Effective Data Visualization with ggplot2

Working with colors

Required packages

Install the required packages:

# Run this command to install the required packages.
# You need to do this only once.
install.packages(
  c(
    "tidyverse", "palmerpenguins", "colorspace",
    "shiny", "shinyjs", "RCurl"
  )
)

1. CVD simulations and creating a categorical color palette

We will create a simple scatter plot using the default ggplot hue scale, test for suitability for people with color-vision deficiency (CVD), and then create our own color palette as a replacement.

library(tidyverse)
library(palmerpenguins) # for `penguins` data

p <- ggplot(penguins, aes(body_mass_g, bill_length_mm, color = species)) +
  geom_point() +
  scale_color_manual(
    # default ggplot2 scale_color_hue() colors
    values = c("#F8766D", "#619CFF", "#00BA38")
  ) +
  theme_bw()
p

Now check the plot in the CVD simulator. You need to save it as an image file first.

# save the plot as png file
ggsave("penguins.png", p, width = 6, height = 4)

# and check it out in the cvd simulator
colorspace::cvd_emulator()

Now create your own categorical color palette using the color chooser app from the colorspace package.

# run interactively to choose colors
colorspace::choose_color()

# modify the plot
p <- ggplot(penguins, aes(body_mass_g, bill_length_mm, color = species)) +
  geom_point() +
  scale_color_manual(
    # your own colors here
    values = ...
  ) +
  theme_bw()
p

# save the plot as png file
ggsave("penguins.png", p, width = 6, height = 4)
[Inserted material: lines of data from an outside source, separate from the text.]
//! In-memory fungible-token ledger.

use std::collections::HashMap;

use crate::domain::{Account, Amount, TokenAddress};
use crate::error::LedgerError;
use crate::traits::TokenLedger;

/// Balances and pool allowances for a single asset, held in memory.
///
/// The ledger knows one privileged account, the pool's `custodian`:
/// [`TokenLedger::transfer_from`] moves tokens from an owner into custody
/// and consumes the allowance that owner granted with
/// [`approve`](Self::approve); [`TokenLedger::transfer`] pays out of
/// custody.
///
/// # Examples
///
/// ```
/// use simple_swap::domain::{Account, Amount, TokenAddress};
/// use simple_swap::ledger::InMemoryLedger;
/// use simple_swap::traits::TokenLedger;
///
/// let pool = Account::from_bytes([0xAA; 32]);
/// let alice = Account::from_bytes([1; 32]);
/// let mut usdc = InMemoryLedger::new(TokenAddress::from_bytes([7; 32]), pool);
///
/// usdc.mint(&alice, Amount::new(500)).expect("mint");
/// usdc.approve(&alice, Amount::new(200));
/// usdc.transfer_from(&alice, Amount::new(200)).expect("authorised");
/// assert_eq!(usdc.balance_of(&pool), Amount::new(200));
/// assert!(usdc.transfer_from(&alice, Amount::new(1)).is_err());
/// ```
#[derive(Debug, Clone)]
pub struct InMemoryLedger {
    token: TokenAddress,
    custodian: Account,
    balances: HashMap<Account, Amount>,
    allowances: HashMap<Account, Amount>,
    total_supply: Amount,
}

impl InMemoryLedger {
    /// Creates an empty ledger for `token` whose pool custody account is
    /// `custodian`.
    #[must_use]
    pub fn new(token: TokenAddress, custodian: Account) -> Self {
        Self {
            token,
            custodian,
            balances: HashMap::new(),
            allowances: HashMap::new(),
            total_supply: Amount::ZERO,
        }
    }

    /// Returns the asset this ledger tracks.
    #[must_use]
    pub const fn token(&self) -> TokenAddress {
        self.token
    }

    /// Returns the pool's custody account.
    #[must_use]
    pub const fn custodian(&self) -> Account {
        self.custodian
    }

    /// Returns the amount ever minted.
    pub const fn total_supply(&self) -> Amount {
        self.total_supply
    }

    /// Creates `amount` new tokens owned by `to`.
    ///
    /// # Errors
    ///
    /// Returns [`LedgerError::Rejected`] if the supply would overflow.
    pub fn mint(&mut self, to: &Account, amount: Amount) -> Result<(), LedgerError> {
        let supply = self
            .total_supply
            .checked_add(&amount)
            .ok_or(LedgerError::Rejected("total supply overflow"))?;
        let balance = self
            .balance_of(to)
            .checked_add(&amount)
            .ok_or(LedgerError::Rejected("balance overflow"))?;
        self.total_supply = supply;
        self.balances.insert(*to, balance);
        Ok(())
    }

    /// Sets how much the custodian may pull from `owner`.
    pub fn approve(&mut self, owner: &Account, amount: Amount) {
        self.allowances.insert(*owner, amount);
    }

    /// Returns how much the custodian may still pull from `owner`.
    pub fn allowance(&self, owner: &Account) -> Amount {
        self.allowances.get(owner).copied().unwrap_or_default()
    }

    fn move_tokens(&mut self, from: &Account, to: &Account, amount: Amount) -> Result<(), LedgerError> {
        let from_balance = self
            .balance_of(from)
            .checked_sub(&amount)
            .ok_or(LedgerError::InsufficientBalance)?;
        if from == to {
            return Ok(());
        }
        let to_balance = self
            .balance_of(to)
            .checked_add(&amount)
            .ok_or(LedgerError::Rejected("balance overflow"))?;
        self.balances.insert(*from, from_balance);
        self.balances.insert(*to, to_balance);
        Ok(())
    }
}

impl TokenLedger for InMemoryLedger {
    fn transfer_from(&mut self, owner: &Account, amount: Amount) -> Result<(), LedgerError> {
        let remaining = self
            .allowance(owner)
            .checked_sub(&amount)
            .ok_or(LedgerError::InsufficientAllowance)?;
        let custodian = self.custodian;
        self.move_tokens(owner, &custodian, amount)?;
        self.allowances.insert(*owner, remaining);
        Ok(())
    }

    fn transfer(&mut self, recipient: &Account, amount: Amount) -> Result<(), LedgerError> {
        let custodian = self.custodian;
        self.move_tokens(&custodian, recipient, amount)
    }

    fn balance_of(&self, holder: &Account) -> Amount {
        self.balances.get(holder).copied().unwrap_or_default()
    }

    fn custody_balance(&self) -> Amount {
        self.balance_of(&self.custodian)
    }
}
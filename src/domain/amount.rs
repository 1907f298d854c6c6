//! Token quantities.

use core::fmt;

use super::Rounding;
use crate::error::AmmError;
use crate::math::mul_div;

/// A quantity of one asset in its smallest indivisible unit.
///
/// The pool never looks at decimals: `1 ether` is simply
/// `1_000_000_000_000_000_000`. Addition and subtraction are checked and
/// return `None` instead of wrapping; ratio scaling goes through 256-bit
/// intermediates so `a × b` never overflows before the division.
///
/// # Examples
///
/// ```
/// use simple_swap::domain::{Amount, Rounding};
///
/// let reserve = Amount::new(4_000);
/// assert_eq!(reserve.checked_sub(&Amount::new(1_000)), Some(Amount::new(3_000)));
///
/// // A quarter of the reserve.
/// assert_eq!(reserve.scale(1, 4, Rounding::Down), Ok(Amount::new(1_000)));
/// ```
#[derive(Debug, Clone, Copy, PartialEq, Eq, PartialOrd, Ord, Hash, Default)]
#[cfg_attr(feature = "serde", derive(serde::Serialize, serde::Deserialize))]
#[cfg_attr(feature = "serde", serde(transparent))]
#[must_use]
pub struct Amount(u128);

impl Amount {
    /// Nothing.
    pub const ZERO: Self = Self(0);

    /// The largest representable quantity.
    pub const MAX: Self = Self(u128::MAX);

    /// Wraps a raw unit count.
    pub const fn new(units: u128) -> Self {
        Self(units)
    }

    /// Returns the raw unit count.
    #[must_use]
    pub const fn get(&self) -> u128 {
        self.0
    }

    /// Returns `true` for [`Amount::ZERO`].
    #[must_use]
    pub const fn is_zero(&self) -> bool {
        self.0 == 0
    }

    /// `self + other`, or `None` past [`Amount::MAX`].
    #[must_use]
    pub fn checked_add(&self, other: &Self) -> Option<Self> {
        self.0.checked_add(other.0).map(Self)
    }

    /// `self - other`, or `None` below zero.
    #[must_use]
    pub fn checked_sub(&self, other: &Self) -> Option<Self> {
        self.0.checked_sub(other.0).map(Self)
    }

    /// `self × numerator / denominator` with the product held in 256 bits.
    ///
    /// # Errors
    ///
    /// - [`AmmError::DivisionByZero`] if `denominator` is zero.
    /// - [`AmmError::Overflow`] if the quotient does not fit in `u128`.
    pub fn scale(
        &self,
        numerator: u128,
        denominator: u128,
        rounding: Rounding,
    ) -> Result<Self, AmmError> {
        mul_div(self.0, numerator, denominator, rounding).map(Self)
    }
}

impl From<u128> for Amount {
    fn from(units: u128) -> Self {
        Self(units)
    }
}

impl fmt::Display for Amount {
    fn fmt(&self, f: &mut fmt::Formatter<'_>) -> fmt::Result {
        write!(f, "{}", self.0)
    }
}
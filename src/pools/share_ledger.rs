//! Ownership-share ledger.
//!
//! # Invariant
//!
//! `total` equals the sum of every holder balance at every observation
//! point. Changes are staged with [`ShareLedger::plan_mint`] /
//! [`ShareLedger::plan_burn`], which do all checked arithmetic up front,
//! and applied with an infallible [`ShareLedger::apply`]; a staged update
//! that is never applied leaves the ledger untouched.

use std::collections::HashMap;

use crate::domain::{Account, Shares};
use crate::error::AmmError;
use crate::math::CheckedArithmetic;

/// A fully computed change to one holder's balance and the total.
#[derive(Debug, Clone, Copy, PartialEq, Eq)]
pub(crate) struct ShareUpdate {
    holder: Account,
    balance: Shares,
    total: Shares,
}

/// Per-holder share balances plus the outstanding total.
///
/// A holder is implicitly at zero until first minted to; burning down to
/// zero keeps the entry.
#[derive(Debug, Clone, Default, PartialEq, Eq)]
pub struct ShareLedger {
    balances: HashMap<Account, Shares>,
    total: Shares,
}

impl ShareLedger {
    /// Creates an empty ledger.
    #[must_use]
    pub fn new() -> Self {
        Self::default()
    }

    /// Returns the balance of `holder`, zero if never minted to.
    pub fn balance_of(&self, holder: &Account) -> Shares {
        self.balances.get(holder).copied().unwrap_or_default()
    }

    /// Returns the outstanding total.
    pub const fn total(&self) -> Shares {
        self.total
    }

    /// Iterates over every holder ever minted to, including zero balances.
    pub fn holders(&self) -> impl Iterator<Item = (&Account, Shares)> + '_ {
        self.balances.iter().map(|(holder, shares)| (holder, *shares))
    }

    /// Returns `true` if `total` equals the sum of all balances.
    #[must_use]
    pub fn is_consistent(&self) -> bool {
        self.holders()
            .try_fold(0u128, |acc, (_, shares)| acc.checked_add(shares.get()))
            .is_some_and(|sum| sum == self.total.get())
    }

    pub(crate) fn plan_mint(&self, to: &Account, shares: Shares) -> Result<ShareUpdate, AmmError> {
        Ok(ShareUpdate {
            holder: *to,
            balance: self.balance_of(to).safe_add(&shares)?,
            total: self.total.safe_add(&shares)?,
        })
    }

    /// # Errors
    ///
    /// [`AmmError::InsufficientShares`] if `shares` is zero or above the
    /// holder's balance.
    pub(crate) fn plan_burn(&self, from: &Account, shares: Shares) -> Result<ShareUpdate, AmmError> {
        if shares.is_zero() {
            return Err(AmmError::InsufficientShares);
        }
        let balance = self
            .balance_of(from)
            .checked_sub(&shares)
            .ok_or(AmmError::InsufficientShares)?;
        Ok(ShareUpdate {
            holder: *from,
            balance,
            total: self.total.safe_sub(&shares)?,
        })
    }

    pub(crate) fn apply(&mut self, update: ShareUpdate) {
        self.balances.insert(update.holder, update.balance);
        self.total = update.total;
    }
}

#[cfg(test)]
#[allow(clippy::panic)]
mod tests {
    use super::*;

    fn alice() -> Account {
        Account::from_bytes([1; 32])
    }

    fn bob() -> Account {
        Account::from_bytes([2; 32])
    }

    fn mint(ledger: &mut ShareLedger, to: &Account, n: u128) {
        let Ok(update) = ledger.plan_mint(to, Shares::new(n)) else {
            panic!("mint plan");
        };
        ledger.apply(update);
    }

    #[test]
    fn unknown_holder_is_zero() {
        assert_eq!(ShareLedger::new().balance_of(&alice()), Shares::ZERO);
    }

    #[test]
    fn mint_updates_holder_and_total() {
        let mut ledger = ShareLedger::new();
        mint(&mut ledger, &alice(), 100);
        mint(&mut ledger, &bob(), 50);
        assert_eq!(ledger.balance_of(&alice()), Shares::new(100));
        assert_eq!(ledger.total(), Shares::new(150));
        assert!(ledger.is_consistent());
    }

    #[test]
    fn unapplied_plan_changes_nothing() {
        let mut ledger = ShareLedger::new();
        mint(&mut ledger, &alice(), 100);
        let before = ledger.clone();
        let Ok(_) = ledger.plan_burn(&alice(), Shares::new(40)) else {
            panic!("burn plan");
        };
        assert_eq!(ledger, before);
    }

    #[test]
    fn burn_to_zero_keeps_entry() {
        let mut ledger = ShareLedger::new();
        mint(&mut ledger, &alice(), 100);
        let Ok(update) = ledger.plan_burn(&alice(), Shares::new(100)) else {
            panic!("burn plan");
        };
        ledger.apply(update);
        assert_eq!(ledger.total(), Shares::ZERO);
        assert_eq!(ledger.holders().count(), 1);
        assert!(ledger.is_consistent());
    }

    #[test]
    fn burn_rejects_zero_and_excess() {
        let mut ledger = ShareLedger::new();
        mint(&mut ledger, &alice(), 10);
        assert_eq!(
            ledger.plan_burn(&alice(), Shares::ZERO),
            Err(AmmError::InsufficientShares)
        );
        assert_eq!(
            ledger.plan_burn(&alice(), Shares::new(11)),
            Err(AmmError::InsufficientShares)
        );
        assert_eq!(
            ledger.plan_burn(&bob(), Shares::new(1)),
            Err(AmmError::InsufficientShares)
        );
    }

    #[test]
    fn mint_overflow_rejected() {
        let mut ledger = ShareLedger::new();
        mint(&mut ledger, &alice(), u128::MAX);
        assert!(matches!(
            ledger.plan_mint(&bob(), Shares::new(1)),
            Err(AmmError::Overflow(_))
        ));
    }
}
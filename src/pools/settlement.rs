//! Token movements of one pool operation, unwound on failure.
//!
//! An operation performs its transfers through a [`Settlement`], which
//! records each completed leg. If a later leg fails, completed legs are
//! reversed newest-first before the error is returned, so the asset
//! ledgers end where they started and the caller sees a single rejection.
//!
//! Reversing a pull is a plain payout from custody. Reversing a push would
//! need the recipient's authorisation, so payouts are checked against
//! custody with [`Settlement::ensure_payable`] before the first leg moves.

use log::{error, trace};

use crate::domain::{Account, Amount};
use crate::error::{AmmError, LedgerError};
use crate::traits::TokenLedger;

/// One of the pool's two assets, in pool order.
#[derive(Debug, Clone, Copy, PartialEq, Eq)]
pub(crate) enum Side {
    A,
    B,
}

#[derive(Debug, Clone, Copy)]
enum Leg {
    Pull { side: Side, from: Account, amount: Amount },
    Push { side: Side, to: Account, amount: Amount },
}

pub(crate) struct Settlement<'a, L> {
    ledger_a: &'a mut L,
    ledger_b: &'a mut L,
    completed: Vec<Leg>,
}

impl<'a, L: TokenLedger> Settlement<'a, L> {
    pub(crate) fn new(ledger_a: &'a mut L, ledger_b: &'a mut L) -> Self {
        Self {
            ledger_a,
            ledger_b,
            completed: Vec::with_capacity(2),
        }
    }

    fn ledger(&mut self, side: Side) -> &mut L {
        match side {
            Side::A => &mut *self.ledger_a,
            Side::B => &mut *self.ledger_b,
        }
    }

    /// Refuses a payout of `amount` on `side` that custody cannot cover.
    ///
    /// Call for every push before the first leg of the operation.
    pub(crate) fn ensure_payable(&self, side: Side, amount: Amount) -> Result<(), AmmError> {
        let held = match side {
            Side::A => self.ledger_a.custody_balance(),
            Side::B => self.ledger_b.custody_balance(),
        };
        if held < amount {
            trace!("payout of {amount} ({side:?}) exceeds custody {held}");
            return Err(LedgerError::InsufficientBalance.into());
        }
        Ok(())
    }

    /// Pulls `amount` of `side` from `from` into the pool.
    pub(crate) fn pull(&mut self, side: Side, from: &Account, amount: Amount) -> Result<(), AmmError> {
        if amount.is_zero() {
            return Ok(());
        }
        match self.ledger(side).transfer_from(from, amount) {
            Ok(()) => {
                self.completed.push(Leg::Pull {
                    side,
                    from: *from,
                    amount,
                });
                Ok(())
            }
            Err(e) => {
                self.unwind();
                Err(e.into())
            }
        }
    }

    /// Pushes `amount` of `side` from the pool to `to`.
    pub(crate) fn push(&mut self, side: Side, to: &Account, amount: Amount) -> Result<(), AmmError> {
        if amount.is_zero() {
            return Ok(());
        }
        match self.ledger(side).transfer(to, amount) {
            Ok(()) => {
                self.completed.push(Leg::Push {
                    side,
                    to: *to,
                    amount,
                });
                Ok(())
            }
            Err(e) => {
                self.unwind();
                Err(e.into())
            }
        }
    }

    fn unwind(&mut self) {
        while let Some(leg) = self.completed.pop() {
            let reversal = match leg {
                Leg::Pull { side, from, amount } => self.ledger(side).transfer(&from, amount),
                Leg::Push { side, to, amount } => self.ledger(side).transfer_from(&to, amount),
            };
            if let Err(e) = reversal {
                error!("settlement unwind failed for {leg:?}: {e}");
            }
        }
    }
}

#[cfg(test)]
#[allow(clippy::panic)]
mod tests {
    use super::*;
    use crate::domain::TokenAddress;
    use crate::ledger::InMemoryLedger;

    fn pool() -> Account {
        Account::from_bytes([0xAA; 32])
    }

    fn alice() -> Account {
        Account::from_bytes([1; 32])
    }

    fn ledger(byte: u8, minted: u128, approved: u128) -> InMemoryLedger {
        let mut l = InMemoryLedger::new(TokenAddress::from_bytes([byte; 32]), pool());
        let Ok(()) = l.mint(&alice(), Amount::new(minted)) else {
            panic!("mint");
        };
        l.approve(&alice(), Amount::new(approved));
        l
    }

    #[test]
    fn both_pulls_succeed() {
        let (mut a, mut b) = (ledger(1, 100, 100), ledger(2, 100, 100));
        let mut s = Settlement::new(&mut a, &mut b);
        assert_eq!(s.pull(Side::A, &alice(), Amount::new(60)), Ok(()));
        assert_eq!(s.pull(Side::B, &alice(), Amount::new(70)), Ok(()));
        assert_eq!(a.balance_of(&pool()), Amount::new(60));
        assert_eq!(b.balance_of(&pool()), Amount::new(70));
    }

    #[test]
    fn failed_second_pull_refunds_first() {
        let (mut a, mut b) = (ledger(1, 100, 100), ledger(2, 100, 10));
        let mut s = Settlement::new(&mut a, &mut b);
        assert_eq!(s.pull(Side::A, &alice(), Amount::new(60)), Ok(()));
        assert_eq!(
            s.pull(Side::B, &alice(), Amount::new(70)),
            Err(AmmError::Transfer(LedgerError::InsufficientAllowance))
        );
        assert_eq!(a.balance_of(&alice()), Amount::new(100));
        assert_eq!(a.balance_of(&pool()), Amount::ZERO);
        assert_eq!(b.balance_of(&alice()), Amount::new(100));
    }

    #[test]
    fn failed_push_refunds_pull() {
        let (mut a, mut b) = (ledger(1, 100, 100), ledger(2, 0, 0));
        let mut s = Settlement::new(&mut a, &mut b);
        assert_eq!(s.pull(Side::A, &alice(), Amount::new(10)), Ok(()));
        assert_eq!(
            s.push(Side::B, &alice(), Amount::new(5)),
            Err(AmmError::Transfer(LedgerError::InsufficientBalance))
        );
        assert_eq!(a.balance_of(&alice()), Amount::new(100));
    }

    #[test]
    fn payout_beyond_custody_is_refused_up_front() {
        let (mut a, mut b) = (ledger(1, 100, 100), ledger(2, 100, 100));
        let Ok(()) = b.transfer_from(&alice(), Amount::new(30)) else {
            panic!("seed custody");
        };
        let s = Settlement::new(&mut a, &mut b);
        assert_eq!(s.ensure_payable(Side::B, Amount::new(30)), Ok(()));
        assert_eq!(
            s.ensure_payable(Side::B, Amount::new(31)),
            Err(AmmError::Transfer(LedgerError::InsufficientBalance))
        );
        assert_eq!(
            s.ensure_payable(Side::A, Amount::new(1)),
            Err(AmmError::Transfer(LedgerError::InsufficientBalance))
        );
        assert_eq!(s.ensure_payable(Side::A, Amount::ZERO), Ok(()));
    }

    #[test]
    fn zero_legs_are_skipped() {
        let (mut a, mut b) = (ledger(1, 0, 0), ledger(2, 0, 0));
        let mut s = Settlement::new(&mut a, &mut b);
        assert_eq!(s.pull(Side::A, &alice(), Amount::ZERO), Ok(()));
        assert_eq!(s.push(Side::B, &alice(), Amount::ZERO), Ok(()));
    }
}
# and check it out in the cvd simulator
colorspace::cvd_emulator()

2. Creating a sequential color palette

Now we will create a sequential color palette. We will use the following plot, which shows mean temperatures in four locales in the US.

# load and prepare data
temps_months <- read_csv("https://wilkelab.org/dataviz_shortcourse/datasets/tempnormals.csv") %>%
  group_by(location, month_name) %>%
  summarize(mean = mean(temperature)) %>%
  mutate(
    month = factor(
      month_name,
      levels = c("Jan", "Feb", "Mar", "Apr", "May", "Jun",
                 "Jul", "Aug", "Sep", "Oct", "Nov", "Dec")
    ),
    location = factor(
      location, levels = c("Death Valley", "Houston", "San Diego", "Chicago")
    )
  ) %>%
  select(-month_name)

# and plot
ggplot(temps_months, aes(x = month, y = location, fill = mean)) + 
  geom_tile(width = 0.95, height = 0.95) + 
  coord_fixed(expand = FALSE) +
  theme_classic() +
  scale_fill_gradientn(
    # this is the inferno scale, made with viridis::inferno(5)
    colours = c("#000004FF", "#56106EFF", "#BB3754FF", "#F98C0AFF", "#FCFFA4FF")
  )

Now create your own sequential color palette using the color chooser app from the colorspace package.

# run interactively to choose colors
colorspace::choose_color()

# modify the plot
ggplot(temps_months, aes(x = month, y = location, fill = mean)) + 
  geom_tile(width = 0.95, height = 0.95) + 
  coord_fixed(expand = FALSE) +
  theme_classic() +
  scale_fill_gradientn(
    # your own colors here
    colours = ...
  )